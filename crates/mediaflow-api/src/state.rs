//! Application state.

use std::sync::Arc;

use mediaflow_db::{MediaStore, PgStore, TaskStore};
use mediaflow_models::PipelineObserver;
use mediaflow_queue::{MetricsObserver, RedisTransport, TaskDispatcher, Transport};
use mediaflow_storage::{ObjectStore, S3ObjectStore};

use crate::config::ApiConfig;

/// Shared application state.
#[derive(Clone)]
pub struct AppState {
    pub config: ApiConfig,
    pub tasks: Arc<dyn TaskStore>,
    pub media: Arc<dyn MediaStore>,
    pub objects: Arc<dyn ObjectStore>,
    pub transport: Arc<dyn Transport>,
    pub dispatcher: TaskDispatcher,
}

impl AppState {
    /// Assemble state from already-built components.
    pub fn with_components<S>(
        config: ApiConfig,
        store: Arc<S>,
        objects: Arc<dyn ObjectStore>,
        transport: Arc<dyn Transport>,
        observer: Arc<dyn PipelineObserver>,
    ) -> Self
    where
        S: TaskStore + MediaStore + 'static,
    {
        let tasks: Arc<dyn TaskStore> = store.clone();
        let media: Arc<dyn MediaStore> = store;
        let dispatcher = TaskDispatcher::new(tasks.clone(), transport.clone(), observer);

        Self {
            config,
            tasks,
            media,
            objects,
            transport,
            dispatcher,
        }
    }

    /// Connect to PostgreSQL, the object store and Redis from the environment.
    pub async fn new(config: ApiConfig) -> Result<Self, Box<dyn std::error::Error>> {
        let store = PgStore::from_env().await?;
        store.migrate().await?;

        let objects = S3ObjectStore::from_env().await?;
        let transport = RedisTransport::from_env()?;
        transport.init().await?;

        Ok(Self::with_components(
            config,
            Arc::new(store),
            Arc::new(objects),
            Arc::new(transport),
            Arc::new(MetricsObserver::new()),
        ))
    }
}
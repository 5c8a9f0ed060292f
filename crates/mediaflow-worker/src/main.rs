//! Media pipeline worker binary.

use std::net::SocketAddr;
use std::sync::Arc;

use metrics_exporter_prometheus::PrometheusBuilder;
use tracing::{error, info, warn};
use tracing_subscriber::{fmt, prelude::*, EnvFilter};

use mediaflow_db::{DatabaseConfig, PgStore};
use mediaflow_models::PipelineObserver;
use mediaflow_queue::{MetricsObserver, RedisTransport, TaskDispatcher};
use mediaflow_storage::S3ObjectStore;
use mediaflow_worker::{
    builtin_registry, Pipeline, PipelineAdvancer, ProcessorSettings, TaskExecutor, TaskProcessor,
    WorkerConfig,
};

fn init_tracing() {
    let use_json = std::env::var("LOG_FORMAT")
        .map(|v| v.to_lowercase() == "json")
        .unwrap_or(false);

    let env_filter =
        EnvFilter::try_from_default_env().unwrap_or_else(|_| EnvFilter::new("mediaflow=info,info"));

    if use_json {
        tracing_subscriber::registry()
            .with(fmt::layer().json())
            .with(env_filter)
            .init();
    } else {
        tracing_subscriber::registry()
            .with(
                fmt::layer()
                    .with_ansi(true)
                    .with_target(true)
                    .with_thread_ids(false)
                    .with_file(false)
                    .with_line_number(false),
            )
            .with(env_filter)
            .init();
    }
}

fn exit_on_error<T, E: std::fmt::Display>(result: Result<T, E>, what: &str) -> T {
    match result {
        Ok(value) => value,
        Err(e) => {
            error!("Failed to {}: {}", what, e);
            std::process::exit(1);
        }
    }
}

#[tokio::main]
async fn main() {
    // Load environment variables
    dotenvy::dotenv().ok();
    init_tracing();

    info!("Starting mediaflow-worker");

    let config = WorkerConfig::from_env();
    info!("Worker config: {:?}", config);

    let metrics_addr = SocketAddr::from(([0, 0, 0, 0], config.metrics_port));
    exit_on_error(
        PrometheusBuilder::new()
            .with_http_listener(metrics_addr)
            .install(),
        "install metrics exporter",
    );
    info!("Metrics exporter listening on {}", metrics_addr);

    let store = exit_on_error(
        PgStore::connect(&DatabaseConfig::from_env()).await,
        "connect to task store",
    );
    exit_on_error(store.migrate().await, "run migrations");
    let store = Arc::new(store);

    let objects = exit_on_error(S3ObjectStore::from_env().await, "create object store client");
    if let Err(e) = objects.ensure_bucket().await {
        warn!("Could not verify bucket {}: {}", objects.bucket(), e);
    }
    let objects = Arc::new(objects);

    let transport = exit_on_error(RedisTransport::from_env(), "create transport");
    exit_on_error(transport.init().await, "initialise transport");
    let transport = Arc::new(transport);

    let observer: Arc<dyn PipelineObserver> = Arc::new(MetricsObserver::new());
    let registry = builtin_registry(objects.clone());
    let pipeline = Pipeline::new(config.steps.clone());
    for step in pipeline.steps() {
        if !registry.contains(step) {
            warn!(step = %step, "Pipeline step has no registered work unit; its tasks will fail");
        }
    }

    let dispatcher = TaskDispatcher::new(store.clone(), transport.clone(), observer.clone());
    let advancer = PipelineAdvancer::new(pipeline, dispatcher, store.clone());
    let processor = TaskProcessor::new(
        store,
        objects,
        registry,
        advancer,
        ProcessorSettings::from(&config),
    )
    .with_observer(observer);

    let executor = Arc::new(TaskExecutor::new(config, Arc::new(processor), transport));

    // Setup signal handler
    let signal_executor = Arc::clone(&executor);
    tokio::spawn(async move {
        tokio::signal::ctrl_c().await.ok();
        info!("Received shutdown signal");
        signal_executor.shutdown();
    });

    if let Err(e) = executor.run().await {
        error!("Executor error: {}", e);
        std::process::exit(1);
    }

    info!("Worker shutdown complete");
}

════════════════

Aim of the task: Show the lines where the word "WorkerConfig" appears in the entries.

Exercise solution:
    WorkerConfig,
    let config = WorkerConfig::from_env();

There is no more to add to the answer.